• TASK TO CARRY OUT:
Once you find a line containing the word "FnLookup" in the entries below, copy it.

___ RECORD EXTRACTS ___

//! The tool contract (spec §4.C). Grounded on
//! `original_source/agent/executor.py`'s `_prepare_inputs`, which merges a
//! node's literal params with `database_url` and the resolved outputs of
//! its dependencies before a tool runs.

use async_trait::async_trait;
use dagctl_core::OrchestratorError;
use serde_json::Value;
use std::collections::HashMap;
use std::sync::Arc;

/// Everything a tool call needs besides its own parameters: the
/// session's database handle (if any) and the already-resolved outputs
/// of the node's dependencies, keyed by dependency node id.
#[derive(Debug, Clone, Default)]
pub struct ToolContext {
    pub session_id: String,
    pub database_url: Option<String>,
    pub dependencies_data: HashMap<String, Value>,
}

impl ToolContext {
    pub fn new(session_id: impl Into<String>) -> Self {
        Self { session_id: session_id.into(), database_url: None, dependencies_data: HashMap::new() }
    }

    pub fn with_database_url(mut self, url: impl Into<String>) -> Self {
        self.database_url = Some(url.into());
        self
    }

    pub fn with_dependency_output(mut self, node_id: impl Into<String>, value: Value) -> Self {
        self.dependencies_data.insert(node_id.into(), value);
        self
    }
}

/// A unit of work the scheduler can invoke for a `DAGNode`.
#[async_trait]
pub trait Tool: Send + Sync {
    fn name(&self) -> &str;

    fn description(&self) -> &str {
        ""
    }

    async fn execute(&self, params: HashMap<String, Value>, ctx: &ToolContext) -> Result<Value, OrchestratorError>;
}

pub type SharedTool = Arc<dyn Tool>;

#[cfg(test)]
pub(crate) mod test_support {
    use super::*;

    pub struct EchoTool;

    #[async_trait]
    impl Tool for EchoTool {
        fn name(&self) -> &str {
            "echo"
        }

        async fn execute(&self, params: HashMap<String, Value>, _ctx: &ToolContext) -> Result<Value, OrchestratorError> {
            Ok(Value::Object(params.into_iter().collect()))
        }
    }
}
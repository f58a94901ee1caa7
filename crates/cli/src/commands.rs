//! Recognised REPL commands (spec §6): `exit`/`quit`/`q`, `:<n>` step
//! detail, and `/`-prefixed mode toggles.

use crate::repl::ReplState;
use dagctl_core::PreviewLimit;

pub enum CommandOutcome {
    /// The input was a recognised command and has been handled.
    Handled,
    /// The REPL should terminate.
    Exit,
    /// Not a command; the caller should treat it as a chat turn.
    NotACommand,
}

pub async fn dispatch(input: &str, state: &mut ReplState) -> CommandOutcome {
    let lower = input.to_ascii_lowercase();

    if matches!(lower.as_str(), "exit" | "quit" | "q") {
        return CommandOutcome::Exit;
    }

    if let Some(rest) = input.strip_prefix(':') {
        return show_step(rest, state);
    }

    if let Some(rest) = input.strip_prefix('/') {
        return run_slash_command(rest, state);
    }

    CommandOutcome::NotACommand
}

fn show_step(rest: &str, state: &ReplState) -> CommandOutcome {
    let Ok(n) = rest.parse::<usize>() else {
        println!("usage: :<step number>, e.g. :3");
        return CommandOutcome::Handled;
    };

    match state.steps.iter().find(|s| s.step == n) {
        Some(step) => {
            println!();
            println!("---- step {}: {} ----", step.step, step.tool);
            println!("args: {}", step.args);
            println!();
            println!("result:");
            println!("{}", step.result_preview);
            if step.truncated {
                println!("(truncated)");
            }
            println!("----");
        }
        None => println!("step {n} does not exist"),
    }
    CommandOutcome::Handled
}

fn run_slash_command(rest: &str, state: &mut ReplState) -> CommandOutcome {
    let mut parts = rest.split_whitespace();
    let name = parts.next().unwrap_or("");
    let arg = parts.next();

    match name {
        "help" => print_help(),
        "modes" => print_modes(state),
        "plan" => match arg {
            Some("on") => state.modes.set_plan_mode(true),
            Some("off") | Some("auto") => state.modes.set_plan_mode(false),
            _ => println!("usage: /plan on|off|auto"),
        },
        "auto" => match arg {
            Some("on") => state.modes.set_auto_execute(true),
            Some("off") => state.modes.set_auto_execute(false),
            _ => println!("usage: /auto on|off"),
        },
        "safe" => match arg {
            Some("on") => state.modes.set_safe_mode(true),
            Some("off") => state.modes.set_safe_mode(false),
            _ => println!("usage: /safe on|off"),
        },
        "verbose" => match arg {
            Some("on") => state.modes.set_verbose(true),
            Some("off") => state.modes.set_verbose(false),
            _ => println!("usage: /verbose on|off"),
        },
        "preview" => match arg {
            Some("10") => state.modes.set_preview_limit(PreviewLimit::Small),
            Some("50") => state.modes.set_preview_limit(PreviewLimit::Medium),
            Some("100") => state.modes.set_preview_limit(PreviewLimit::Large),
            Some("all") => state.modes.set_preview_limit(PreviewLimit::Full),
            _ => println!("usage: /preview 10|50|100|all"),
        },
        "export" => match arg {
            Some("on") => {
                state.modes.set_export_mode(true);
                println!("export mode on: tool results will be saved to the session export directory");
            }
            Some("off") => {
                state.modes.set_export_mode(false);
                println!("export mode off");
            }
            _ => println!("usage: /export on|off"),
        },
        "reset" => {
            state.modes.reset_to_defaults();
            println!("modes reset to defaults");
        }
        "clear" => {
            state.history = match dagctl_runtime::ConversationHistory::new(dagctl_runtime::HistoryConfig::default()) {
                Ok(h) => h,
                Err(e) => {
                    println!("failed to reset history: {e}");
                    return CommandOutcome::Handled;
                }
            };
            state.steps.clear();
            println!("conversation history cleared");
        }
        "config" => print_config(state),
        "reload" => match state.modes_store.save(&state.modes.get_all()) {
            Ok(()) => println!("modes.json saved"),
            Err(e) => println!("failed to save modes.json: {e}"),
        },
        "steps" => print_steps(state),
        _ => println!("unrecognised command: /{name}. type /help for a list"),
    }

    CommandOutcome::Handled
}

fn print_help() {
    println!("recognised commands:");
    println!("  exit | quit | q        leave the REPL");
    println!("  :<n>                   show detail for step n of the last turn");
    println!("  /help                  this message");
    println!("  /modes                 show current mode values");
    println!("  /plan on|off|auto      require an approved plan before DAG execution");
    println!("  /auto on|off           auto-execute tool calls without per-step approval");
    println!("  /safe on|off           require confirmation before data-modifying tools");
    println!("  /verbose on|off        show intermediate thinking/tool detail");
    println!("  /preview 10|50|100|all row cap for tabular previews");
    println!("  /export on|off         auto-save tool results to the session export directory");
    println!("  /reset                 reset modes to defaults");
    println!("  /clear                 clear conversation history and step log");
    println!("  /config                show the loaded configuration summary");
    println!("  /reload                persist current modes to modes.json");
    println!("  /steps                 list steps from the last turn");
}

fn print_modes(state: &ReplState) {
    let modes = state.modes.get_all();
    println!("plan_mode:    {}", modes.plan_mode);
    println!("auto_execute: {}", modes.auto_execute);
    println!("safe_mode:    {}", modes.safe_mode);
    println!("verbose:      {}", modes.verbose);
    println!("preview_limit: {}", modes.preview_limit);
    println!("export_mode:  {}", modes.export_mode);
}

fn print_config(state: &ReplState) {
    println!("session:    {}", state.session.id.as_str());
    println!("tools:      {} registered", state.tools.names().len());
    println!("sandbox:    {}", if state.session.is_sandbox_available() { "available" } else { "unavailable" });
}

fn print_steps(state: &ReplState) {
    if state.steps.is_empty() {
        println!("no steps recorded for the last turn");
        return;
    }
    for step in &state.steps {
        println!("{:>3}  {}", step.step, step.tool);
    }
    println!("enter :<n> to inspect a step");
}

#[cfg(test)]
mod tests {
    use super::*;
    use dagctl_adapters::fake::FakeLlmClient;
    use dagctl_core::tool_call::ToolCallRecord;
    use dagctl_core::{ModeManager, SessionRegistry};
    use dagctl_runtime::{ConversationHistory, HistoryConfig};
    use serde_json::Value;
    use std::sync::Arc;

    fn test_state() -> (tempfile::TempDir, ReplState) {
        let tmp = tempfile::tempdir().unwrap();
        let sessions = SessionRegistry::new(tmp.path());
        let session = sessions.create(None).unwrap();
        let state = ReplState {
            session,
            tools: Arc::new(ToolRegistry::new()),
            modes: Arc::new(ModeManager::new(dagctl_core::ModeConfig::default())),
            modes_store: dagctl_storage::ModesStore::new(tmp.path().join("modes.json")),
            llm: Arc::new(FakeLlmClient::new("ok")),
            history: ConversationHistory::new(HistoryConfig::default()).unwrap(),
            steps: Vec::new(),
        };
        (tmp, state)
    }

    #[tokio::test]
    async fn exit_aliases_all_terminate() {
        let (_tmp, mut state) = test_state();
        for word in ["exit", "quit", "q", "EXIT"] {
            assert!(matches!(dispatch(word, &mut state).await, CommandOutcome::Exit));
        }
    }

    #[tokio::test]
    async fn plain_text_is_not_a_command() {
        let (_tmp, mut state) = test_state();
        assert!(matches!(dispatch("show me revenue by region", &mut state).await, CommandOutcome::NotACommand));
    }

    #[tokio::test]
    async fn slash_safe_toggles_explicit_value_not_relative() {
        let (_tmp, mut state) = test_state();
        assert!(state.modes.get_all().safe_mode);
        dispatch("/safe off", &mut state).await;
        assert!(!state.modes.get_all().safe_mode);
        dispatch("/safe off", &mut state).await;
        assert!(!state.modes.get_all().safe_mode);
        dispatch("/safe on", &mut state).await;
        assert!(state.modes.get_all().safe_mode);
    }

    #[tokio::test]
    async fn step_lookup_reports_missing_step() {
        let (_tmp, mut state) = test_state();
        state.steps.push(ToolCallRecord::new(1, "query_database", Value::Null, "42 rows", 0));
        assert!(matches!(dispatch(":1", &mut state).await, CommandOutcome::Handled));
        assert!(matches!(dispatch(":9", &mut state).await, CommandOutcome::Handled));
    }

    #[tokio::test]
    async fn clear_resets_history_and_steps() {
        let (_tmp, mut state) = test_state();
        state.history.push(dagctl_adapters::ChatMessage::user("hi"));
        state.steps.push(ToolCallRecord::new(1, "t", Value::Null, "r", 0));
        dispatch("/clear", &mut state).await;
        assert!(state.history.messages().is_empty());
        assert!(state.steps.is_empty());
    }
}
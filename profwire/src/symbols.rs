//! Symbol lookup interface
//!
//! Symbolization lives outside this crate: the profiling runtime, a DWARF
//! reader, or a fixed table all work, as long as they can answer "what
//! source frame does this return address belong to". The builder only
//! depends on the [`SymbolLookup`] trait.
//!
//! Addresses handed to a lookup have return-PC semantics: the caller
//! adjusts the leaf frame's address (raw signal addresses point at the
//! executing instruction, one before the post-call return site).

use std::collections::HashMap;

/// A source-level frame for one instruction address.
#[derive(Debug, Clone, PartialEq, Eq)]
pub struct SourceFrame {
    /// Package-qualified function name; also used as the function's
    /// deduplication key and its system name.
    pub function: String,
    /// Source file the function is defined in.
    pub file: String,
    /// Line number at the address (0 when unknown).
    pub line: i64,
}

/// Maps a raw instruction address to source-level information.
///
/// Returning `None` is not an error: the location is still emitted, anchored
/// to its memory mapping, just without a source line.
pub trait SymbolLookup {
    fn lookup(&self, addr: u64) -> Option<SourceFrame>;
}

/// A fixed symbol table, e.g. one pre-resolved by the profiling runtime.
impl SymbolLookup for HashMap<u64, SourceFrame> {
    fn lookup(&self, addr: u64) -> Option<SourceFrame> {
        self.get(&addr).cloned()
    }
}

/// Adapter for closure-based lookups, e.g. over a DWARF reader.
pub struct FnLookup<F>(pub F);

impl<F> SymbolLookup for FnLookup<F>
where
    F: Fn(u64) -> Option<SourceFrame>,
{
    fn lookup(&self, addr: u64) -> Option<SourceFrame> {
        (self.0)(addr)
    }
}

/// No symbolization at all: every location stays address-only.
impl SymbolLookup for () {
    fn lookup(&self, _addr: u64) -> Option<SourceFrame> {
        None
    }
}

#[cfg(test)]
mod tests {
    use super::*;

    #[test]
    fn test_map_lookup() {
        let mut table = HashMap::new();
        table.insert(
            0x1000,
            SourceFrame { function: "app::work".into(), file: "src/lib.rs".into(), line: 42 },
        );
        assert_eq!(table.lookup(0x1000).unwrap().line, 42);
        assert!(table.lookup(0x2000).is_none());
    }

    #[test]
    fn test_unit_lookup_resolves_nothing() {
        assert!(().lookup(0x1000).is_none());
    }

    #[test]
    fn test_closure_lookup() {
        let lookup = FnLookup(|addr: u64| {
            (addr == 0x40).then(|| SourceFrame {
                function: "main".into(),
                file: "main.rs".into(),
                line: 1,
            })
        });
        assert!(lookup.lookup(0x40).is_some());
        assert!(lookup.lookup(0x41).is_none());
    }
}
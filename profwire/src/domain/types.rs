//! Domain types providing compile-time safety and self-documentation
//!
//! These newtype wrappers prevent common bugs like passing a function ID
//! where a location ID is expected, and make signatures more expressive.
//! All of them mirror identifiers in the pprof wire format.

use std::fmt;

/// Index into the profile string table
///
/// Index 0 is reserved for the empty string. On the wire, string-valued
/// fields (function names, filenames, build IDs, label keys) carry one of
/// these indices rather than the string itself.
#[derive(Debug, Clone, Copy, PartialEq, Eq, Hash)]
pub struct StringIndex(pub i64);

impl StringIndex {
    /// The reserved index of the empty string.
    pub const EMPTY: StringIndex = StringIndex(0);
}

impl fmt::Display for StringIndex {
    fn fmt(&self, f: &mut fmt::Formatter<'_>) -> fmt::Result {
        write!(f, "str#{}", self.0)
    }
}

/// Location ID (1-based, assigned sequentially)
///
/// Identifies one resolved instruction address. The same address always
/// yields the same ID for the lifetime of a profile.
#[derive(Debug, Clone, Copy, PartialEq, Eq, Hash)]
pub struct LocationId(pub u64);

impl fmt::Display for LocationId {
    fn fmt(&self, f: &mut fmt::Formatter<'_>) -> fmt::Result {
        write!(f, "loc#{}", self.0)
    }
}

/// Function ID (1-based, assigned sequentially)
///
/// Functions are keyed by their qualified name; two addresses resolving to
/// the same name share one ID.
#[derive(Debug, Clone, Copy, PartialEq, Eq, Hash)]
pub struct FunctionId(pub u64);

impl fmt::Display for FunctionId {
    fn fmt(&self, f: &mut fmt::Formatter<'_>) -> fmt::Result {
        write!(f, "fn#{}", self.0)
    }
}

/// Mapping ID (1-based position in the mapping table)
///
/// ID 1 is always the synthetic sentinel entry, so every address has a
/// mapping to reference.
#[derive(Debug, Clone, Copy, PartialEq, Eq, Hash)]
pub struct MappingId(pub u64);

impl fmt::Display for MappingId {
    fn fmt(&self, f: &mut fmt::Formatter<'_>) -> fmt::Result {
        write!(f, "map#{}", self.0)
    }
}

#[cfg(test)]
mod tests {
    use super::*;

    #[test]
    fn test_display_formats() {
        assert_eq!(LocationId(3).to_string(), "loc#3");
        assert_eq!(FunctionId(1).to_string(), "fn#1");
        assert_eq!(MappingId(1).to_string(), "map#1");
        assert_eq!(StringIndex::EMPTY.to_string(), "str#0");
    }
}
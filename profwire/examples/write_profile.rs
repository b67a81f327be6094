//! Demo: write a small synthetic CPU profile to `cpu.pb.gz`
//!
//! The output opens in standard pprof tooling:
//!
//! ```bash
//! cargo run --example write_profile
//! go tool pprof -top cpu.pb.gz
//! ```

use anyhow::{Context, Result};
use profwire::{LabelValue, ProfileBuilder, SampleLabel, SourceFrame};
use std::collections::HashMap;
use std::fs::File;
use std::io::BufWriter;
use std::io::Write;
use std::time::Duration;

fn main() -> Result<()> {
    env_logger::init();

    // A fixed symbol table stands in for the profiling runtime's resolver.
    // Keys are return PCs: the leaf sample address plus one.
    let mut symbols = HashMap::new();
    symbols.insert(
        0x1101,
        SourceFrame { function: "demo::hot_loop".into(), file: "src/demo.rs".into(), line: 42 },
    );
    symbols.insert(
        0x1200,
        SourceFrame { function: "demo::main".into(), file: "src/demo.rs".into(), line: 7 },
    );

    let file = File::create("cpu.pb.gz").context("failed to create cpu.pb.gz")?;
    let mut builder =
        ProfileBuilder::with_period(BufWriter::new(file), symbols, Duration::from_millis(10));

    builder.add_mapping(0x1000, 0x2000, 0, "/usr/local/bin/demo", "deadbeef");

    // Ten samples of the same two-frame stack; the leaf address is
    // adjusted to return-PC form before submission.
    for tick in 0..10_i64 {
        builder.add_sample(
            &[1, 10_000_000],
            &[0x1100 + 1, 0x1200],
            &[SampleLabel { key: "tick", value: LabelValue::Num(tick) }],
        )?;
    }

    builder.add_comment("synthetic demo profile");

    let mut writer = builder.finish().context("failed to finalize profile")?;
    writer.flush().context("failed to flush cpu.pb.gz")?;

    println!("wrote cpu.pb.gz");
    Ok(())
}
//! Compressed output sink with flush discipline
//!
//! Profiles are gzip streams; this sink owns the compressor and decides
//! when pending encoded bytes move into it. Flushing is only legal between
//! top-level messages — an open message has no length header yet, and
//! splitting it across a flush would corrupt the stream.

use std::io::Write;

use flate2::write::GzEncoder;
use flate2::Compression;

use crate::domain::ProfileError;
use crate::encode::WireBuffer;

/// Pending bytes above this trigger a flush at the next top-level boundary.
const FLUSH_THRESHOLD: usize = 4096;

/// Gzip-compressing destination wrapper.
pub(crate) struct GzipSink<W: Write> {
    encoder: GzEncoder<W>,
}

impl<W: Write> GzipSink<W> {
    /// Wrap `destination` in a gzip filter. Fastest compression level: the
    /// encoder sits on the sample hot path and profile data compresses well
    /// regardless.
    pub(crate) fn new(destination: W) -> Self {
        Self { encoder: GzEncoder::new(destination, Compression::fast()) }
    }

    /// Push the pending buffer through the compressor if it has grown past
    /// the threshold. A no-op while any message is open.
    pub(crate) fn maybe_flush(&mut self, buf: &mut WireBuffer) -> Result<(), ProfileError> {
        if buf.is_top_level() && buf.len() > FLUSH_THRESHOLD {
            self.encoder.write_all(buf.as_bytes()).map_err(ProfileError::Write)?;
            buf.clear();
        }
        Ok(())
    }

    /// Write any remaining bytes, finish the gzip stream, and hand back the
    /// destination. Errors from the final flush and from closing the
    /// compressor both surface.
    pub(crate) fn finish(mut self, buf: &mut WireBuffer) -> Result<W, ProfileError> {
        self.encoder.write_all(buf.as_bytes()).map_err(ProfileError::Write)?;
        buf.clear();
        self.encoder.finish().map_err(ProfileError::Finish)
    }
}

#[cfg(test)]
mod tests {
    use super::*;

    fn filled_buffer(bytes: usize) -> WireBuffer {
        let mut buf = WireBuffer::new();
        // two bytes per field
        for _ in 0..bytes / 2 {
            buf.uint64(1, 1);
        }
        buf
    }

    #[test]
    fn test_no_flush_below_threshold() {
        let mut sink = GzipSink::new(Vec::new());
        let mut buf = filled_buffer(FLUSH_THRESHOLD);

        sink.maybe_flush(&mut buf).unwrap();
        assert_eq!(buf.len(), FLUSH_THRESHOLD);
    }

    #[test]
    fn test_flush_above_threshold_clears_buffer() {
        let mut sink = GzipSink::new(Vec::new());
        let mut buf = filled_buffer(FLUSH_THRESHOLD + 2);

        sink.maybe_flush(&mut buf).unwrap();
        assert_eq!(buf.len(), 0);
    }

    #[test]
    fn test_no_flush_while_message_open() {
        let mut sink = GzipSink::new(Vec::new());
        let mut buf = filled_buffer(FLUSH_THRESHOLD + 2);
        let mark = buf.start_message();

        sink.maybe_flush(&mut buf).unwrap();
        assert!(buf.len() > FLUSH_THRESHOLD);

        buf.end_message(2, mark);
        sink.maybe_flush(&mut buf).unwrap();
        assert_eq!(buf.len(), 0);
    }

    #[test]
    fn test_finish_returns_destination_with_gzip_magic() {
        let sink = GzipSink::new(Vec::new());
        let mut buf = WireBuffer::new();
        buf.uint64(9, 123);

        let out = sink.finish(&mut buf).unwrap();
        assert_eq!(&out[..2], &[0x1f, 0x8b]);
    }
}
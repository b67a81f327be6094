//! Field numbers for the pprof wire format
//!
//! These must match the field numbers in pprof's `profile.proto` exactly;
//! standard consumers (`go tool pprof`, Perfetto, Speedscope) key on them.

// message Profile
pub(crate) const PROFILE_SAMPLE_TYPE: u32 = 1; // repeated ValueType
pub(crate) const PROFILE_SAMPLE: u32 = 2; // repeated Sample
pub(crate) const PROFILE_MAPPING: u32 = 3; // repeated Mapping
pub(crate) const PROFILE_LOCATION: u32 = 4; // repeated Location
pub(crate) const PROFILE_FUNCTION: u32 = 5; // repeated Function
pub(crate) const PROFILE_STRING_TABLE: u32 = 6; // repeated string
pub(crate) const PROFILE_TIME_NANOS: u32 = 9; // int64
pub(crate) const PROFILE_DURATION_NANOS: u32 = 10; // int64
pub(crate) const PROFILE_PERIOD_TYPE: u32 = 11; // ValueType
pub(crate) const PROFILE_PERIOD: u32 = 12; // int64
pub(crate) const PROFILE_COMMENT: u32 = 13; // repeated int64 (string table indices)

// message ValueType
pub(crate) const VALUE_TYPE_TYPE: u32 = 1; // int64 (string table index)
pub(crate) const VALUE_TYPE_UNIT: u32 = 2; // int64 (string table index)

// message Sample
pub(crate) const SAMPLE_LOCATION: u32 = 1; // repeated uint64
pub(crate) const SAMPLE_VALUE: u32 = 2; // repeated int64
pub(crate) const SAMPLE_LABEL: u32 = 3; // repeated Label

// message Label
pub(crate) const LABEL_KEY: u32 = 1; // int64 (string table index)
pub(crate) const LABEL_STR: u32 = 2; // int64 (string table index)
pub(crate) const LABEL_NUM: u32 = 3; // int64

// message Mapping
pub(crate) const MAPPING_ID: u32 = 1; // uint64
pub(crate) const MAPPING_START: u32 = 2; // uint64
pub(crate) const MAPPING_LIMIT: u32 = 3; // uint64
pub(crate) const MAPPING_OFFSET: u32 = 4; // uint64
pub(crate) const MAPPING_FILENAME: u32 = 5; // int64 (string table index)
pub(crate) const MAPPING_BUILD_ID: u32 = 6; // int64 (string table index)
pub(crate) const MAPPING_HAS_FUNCTIONS: u32 = 7; // bool

// message Location
pub(crate) const LOCATION_ID: u32 = 1; // uint64
pub(crate) const LOCATION_MAPPING_ID: u32 = 2; // uint64
pub(crate) const LOCATION_LINE: u32 = 4; // repeated Line

// message Line
pub(crate) const LINE_FUNCTION_ID: u32 = 1; // uint64
pub(crate) const LINE_LINE: u32 = 2; // int64

// message Function
pub(crate) const FUNCTION_ID: u32 = 1; // uint64
pub(crate) const FUNCTION_NAME: u32 = 2; // int64 (string table index)
pub(crate) const FUNCTION_SYSTEM_NAME: u32 = 3; // int64 (string table index)
pub(crate) const FUNCTION_FILENAME: u32 = 4; // int64 (string table index)
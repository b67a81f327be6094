//! Stream-level tests: gzip envelope, flush discipline under load, and
//! error surfacing from a failing destination.

use profwire::{FnLookup, ProfileBuilder, ProfileError, SourceFrame};
use std::io::{self, Write};

/// Destination that rejects every write.
#[derive(Debug)]
struct FailingWriter;

impl Write for FailingWriter {
    fn write(&mut self, _buf: &[u8]) -> io::Result<usize> {
        Err(io::Error::new(io::ErrorKind::BrokenPipe, "destination gone"))
    }

    fn flush(&mut self) -> io::Result<()> {
        Err(io::Error::new(io::ErrorKind::BrokenPipe, "destination gone"))
    }
}

/// Destination that counts write calls before delegating to a buffer.
struct CountingWriter {
    writes: usize,
    bytes: Vec<u8>,
}

impl Write for CountingWriter {
    fn write(&mut self, buf: &[u8]) -> io::Result<usize> {
        self.writes += 1;
        self.bytes.write(buf)
    }

    fn flush(&mut self) -> io::Result<()> {
        Ok(())
    }
}

fn wordy_symbols() -> FnLookup<impl Fn(u64) -> Option<SourceFrame>> {
    FnLookup(|addr: u64| {
        Some(SourceFrame {
            function: format!("namespace::module::very_descriptive_function_{addr:016x}"),
            file: format!("src/generated/module_{addr:08x}.rs"),
            line: i64::try_from(addr % 10_000).unwrap_or(0),
        })
    })
}

#[test]
fn test_output_starts_with_gzip_magic() {
    let mut builder = ProfileBuilder::new(Vec::new(), ());
    builder.add_sample(&[1], &[0x10], &[]).unwrap();
    let out = builder.finish().unwrap();
    assert_eq!(&out[..2], &[0x1f, 0x8b]);
}

#[test]
fn test_streaming_reaches_destination_before_finish() {
    let destination = CountingWriter { writes: 0, bytes: Vec::new() };
    let mut builder = ProfileBuilder::new(destination, wordy_symbols());
    for i in 0..5_000_u64 {
        builder.add_sample(&[1], &[0x0040_0000 + i * 0x10], &[]).unwrap();
    }
    let destination = builder.finish().unwrap();

    assert!(destination.writes > 1, "compressed stream should arrive incrementally");
    assert_eq!(&destination.bytes[..2], &[0x1f, 0x8b]);
}

#[test]
fn test_write_failure_surfaces_at_finish() {
    let mut builder = ProfileBuilder::new(FailingWriter, ());
    builder.add_sample(&[1], &[0x10], &[]).unwrap();

    let err = builder.finish().expect_err("failing destination must surface");
    assert!(matches!(err, ProfileError::Write(_) | ProfileError::Finish(_)));
}

#[test]
fn test_write_failure_surfaces_during_streaming() {
    // With enough poorly-compressing data, the compressor must push
    // output mid-stream and the failure surfaces before finalize.
    let mut builder = ProfileBuilder::new(FailingWriter, wordy_symbols());
    let mut streaming_error = None;
    for i in 0..50_000_u64 {
        if let Err(err) = builder.add_sample(&[1], &[0x0100_0000 + i * 0x10], &[]) {
            streaming_error = Some(err);
            break;
        }
    }

    match streaming_error {
        Some(err) => assert!(matches!(err, ProfileError::Write(_))),
        // in the worst case the failure still shows up at finish
        None => assert!(builder.finish().is_err()),
    }
}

___

• RESPONSE:
pub struct FnLookup<F>(pub F);
impl<F> SymbolLookup for FnLookup<F>
        let lookup = FnLookup(|addr: u64| {
use profwire::{FnLookup, ProfileBuilder, ProfileError, SourceFrame};
fn wordy_symbols() -> FnLookup<impl Fn(u64) -> Option<SourceFrame>> {
    FnLookup(|addr: u64| {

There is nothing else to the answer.